Zahlreiche Vorhaben im Transport- und Gesundheitswesen sowie in der Energiebranche sind geplant. Die Finanzierungsprobleme bleiben und erschweren den Baustart.
Projekte öffentlich-privater Partnerschaften (PPP) wie Flughäfen, Straßenbrücken, -tunnel und medizinischer Einrichtungen beleben die Bautätigkeit in der Türkei. Auch im kommenden Jahr 2022 dürften Vorhaben der öffentlichen Hand stark bleiben. Jedoch stellt es weiterhin eine Herausforderung dar, Gelder für die Umsetzung von Projekten aufzubringen. Die Türkei setzt bereits seit längerem auf Partnerschaften mit privaten Unternehmen, um öffentliche Projekte zu finanzieren und zu betreiben. Besonders verbreitet ist das B-O-T-Modell (Build-Operate-Transfer).
Investitionen bleiben risikoreich
Das Investitionsklima ist getrübt. Nicht zuletzt aufgrund der unsicheren wirtschaftlichen und politische Rahmenbedingungen. Bauvorhaben werden zusehends durch die hohe Wechselkursvolatilität der türkischen Lira, Liquiditätsprobleme und steigende Baukosten beeinträchtigt. Die starke Abwertung der türkischen Lira verteuert internationale Kredite. Unternehmen sind oft zur Revision ihrer Rentabilitätsberechnungen gezwungen. Ausschreibungen werden häufig verschoben. Insbesondere bei Schienenprojekten für Langstrecken kommt es häufig zu Verzögerungen.
Die öffentlichen Investitionen im Jahr 2020 betrugen 153 Milliarden Türkische Lira (TL). Davon entfiel der größte Anteil, 59 Milliarden TL, auf Verkehrsprojekte. Rund 77 Milliarden TL wurden 2.994 Projekten zugeteilt.
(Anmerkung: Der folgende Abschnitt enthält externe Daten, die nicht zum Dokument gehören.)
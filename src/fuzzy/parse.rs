//! Rule text parser
//!
//! Parses rule text into an antecedent tree and a consequent.
//!
//! # Syntax
//!
//! ```text
//! rule        := IF expr THEN consequent
//! consequent  := proposition | "(" proposition ")"
//! expr        := and_expr (OR and_expr)*
//! and_expr    := unary (AND unary)*
//! unary       := NOT unary | "(" expr ")" | proposition
//! proposition := NAME IS NAME
//! ```
//!
//! Keywords are case-insensitive. Names are runs of letters, digits and `_`.

use thiserror::Error;

use super::rule::{Antecedent, Proposition};

/// Rule text syntax error
#[derive(Debug, Clone, PartialEq, Error)]
pub enum RuleSyntaxError {
    #[error("Syntax error at position {position}: {message}")]
    Syntax { position: usize, message: String },

    #[error("Unexpected end of rule text: {expected}")]
    UnexpectedEnd { expected: String },
}

#[derive(Debug, Clone, PartialEq)]
enum Token<'a> {
    If,
    Then,
    Is,
    And,
    Or,
    Not,
    Open,
    Close,
    Name(&'a str),
}

impl Token<'_> {
    fn describe(&self) -> String {
        match self {
            Token::If => "'IF'".to_string(),
            Token::Then => "'THEN'".to_string(),
            Token::Is => "'IS'".to_string(),
            Token::And => "'AND'".to_string(),
            Token::Or => "'OR'".to_string(),
            Token::Not => "'NOT'".to_string(),
            Token::Open => "'('".to_string(),
            Token::Close => "')'".to_string(),
            Token::Name(name) => format!("name '{}'", name),
        }
    }
}

fn tokenize(input: &str) -> Result<Vec<(usize, Token<'_>)>, RuleSyntaxError> {
    let mut tokens = Vec::new();
    let mut chars = input.char_indices().peekable();

    while let Some(&(start, c)) = chars.peek() {
        if c.is_whitespace() {
            chars.next();
            continue;
        }
        match c {
            '(' => {
                chars.next();
                tokens.push((start, Token::Open));
            }
            ')' => {
                chars.next();
                tokens.push((start, Token::Close));
            }
            c if c.is_alphanumeric() || c == '_' => {
                let mut end = start;
                while let Some(&(i, c)) = chars.peek() {
                    if c.is_alphanumeric() || c == '_' {
                        end = i + c.len_utf8();
                        chars.next();
                    } else {
                        break;
                    }
                }
                let word = &input[start..end];
                let token = match word.to_ascii_uppercase().as_str() {
                    "IF" => Token::If,
                    "THEN" => Token::Then,
                    "IS" => Token::Is,
                    "AND" => Token::And,
                    "OR" => Token::Or,
                    "NOT" => Token::Not,
                    _ => Token::Name(word),
                };
                tokens.push((start, token));
            }
            other => {
                return Err(RuleSyntaxError::Syntax {
                    position: start,
                    message: format!("unexpected character '{}'", other),
                });
            }
        }
    }

    Ok(tokens)
}

struct RuleParser<'a> {
    tokens: Vec<(usize, Token<'a>)>,
    pos: usize,
}

impl<'a> RuleParser<'a> {
    fn peek(&self) -> Option<&Token<'a>> {
        self.tokens.get(self.pos).map(|(_, t)| t)
    }

    fn next(&mut self) -> Option<(usize, Token<'a>)> {
        let item = self.tokens.get(self.pos).cloned();
        if item.is_some() {
            self.pos += 1;
        }
        item
    }

    fn expect(&mut self, expected: Token<'a>) -> Result<(), RuleSyntaxError> {
        match self.next() {
            Some((_, ref t)) if *t == expected => Ok(()),
            Some((position, t)) => Err(RuleSyntaxError::Syntax {
                position,
                message: format!("expected {} but found {}", expected.describe(), t.describe()),
            }),
            None => Err(RuleSyntaxError::UnexpectedEnd {
                expected: expected.describe(),
            }),
        }
    }

    fn name(&mut self) -> Result<&'a str, RuleSyntaxError> {
        match self.next() {
            Some((_, Token::Name(name))) => Ok(name),
            Some((position, t)) => Err(RuleSyntaxError::Syntax {
                position,
                message: format!("expected a name but found {}", t.describe()),
            }),
            None => Err(RuleSyntaxError::UnexpectedEnd {
                expected: "a name".to_string(),
            }),
        }
    }

    fn proposition(&mut self) -> Result<Proposition, RuleSyntaxError> {
        let variable = self.name()?;
        self.expect(Token::Is)?;
        let term = self.name()?;
        Ok(Proposition::new(variable, term))
    }

    fn expr(&mut self) -> Result<Antecedent, RuleSyntaxError> {
        let mut items = vec![self.and_expr()?];
        while self.peek() == Some(&Token::Or) {
            self.next();
            items.push(self.and_expr()?);
        }
        Ok(collapse(items, Antecedent::Or))
    }

    fn and_expr(&mut self) -> Result<Antecedent, RuleSyntaxError> {
        let mut items = vec![self.unary()?];
        while self.peek() == Some(&Token::And) {
            self.next();
            items.push(self.unary()?);
        }
        Ok(collapse(items, Antecedent::And))
    }

    fn unary(&mut self) -> Result<Antecedent, RuleSyntaxError> {
        match self.peek() {
            Some(Token::Not) => {
                self.next();
                Ok(self.unary()?.negate())
            }
            Some(Token::Open) => {
                self.next();
                let inner = self.expr()?;
                self.expect(Token::Close)?;
                Ok(inner)
            }
            _ => Ok(Antecedent::Is(self.proposition()?)),
        }
    }

    fn consequent(&mut self) -> Result<Proposition, RuleSyntaxError> {
        if self.peek() == Some(&Token::Open) {
            self.next();
            let prop = self.proposition()?;
            self.expect(Token::Close)?;
            Ok(prop)
        } else {
            self.proposition()
        }
    }
}

fn collapse(mut items: Vec<Antecedent>, wrap: fn(Vec<Antecedent>) -> Antecedent) -> Antecedent {
    if items.len() == 1 {
        items.remove(0)
    } else {
        wrap(items)
    }
}

/// Parse `IF <expr> THEN <Variable> IS <Term>`
pub fn parse_rule(text: &str) -> Result<(Antecedent, Proposition), RuleSyntaxError> {
    let tokens = tokenize(text)?;
    let mut parser = RuleParser { tokens, pos: 0 };

    parser.expect(Token::If)?;
    let antecedent = parser.expr()?;
    parser.expect(Token::Then)?;
    let consequent = parser.consequent()?;

    if let Some((position, t)) = parser.next() {
        return Err(RuleSyntaxError::Syntax {
            position,
            message: format!("unexpected {} after consequent", t.describe()),
        });
    }

    Ok((antecedent, consequent))
}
Bis Ende 2020 wurden Verträge für 253 PPP-Projekte unterschrieben.
Kanal Istanbul
Das Kanal Istanbul Projekt startete offiziell am 26. Juni 2021 mit der Zeremonie für die Grundsteinlegung zur Sazlidere Brücke. Sie ist die erste von sechs Brücken, die über den Kanal gebaut werden sollen. Der Hauptauftrag für die Bahnstrecke zwischen Halkali und Ispartakule mit einem geschätzten Investitionsvolumen von 450 Millionen US-Dollar (US$) wurde an Tasyapi Construction Contracting Industry, Yapi & Yapi AS und Gulermak Heavy Industry Construction and Contracting Inc. vergeben.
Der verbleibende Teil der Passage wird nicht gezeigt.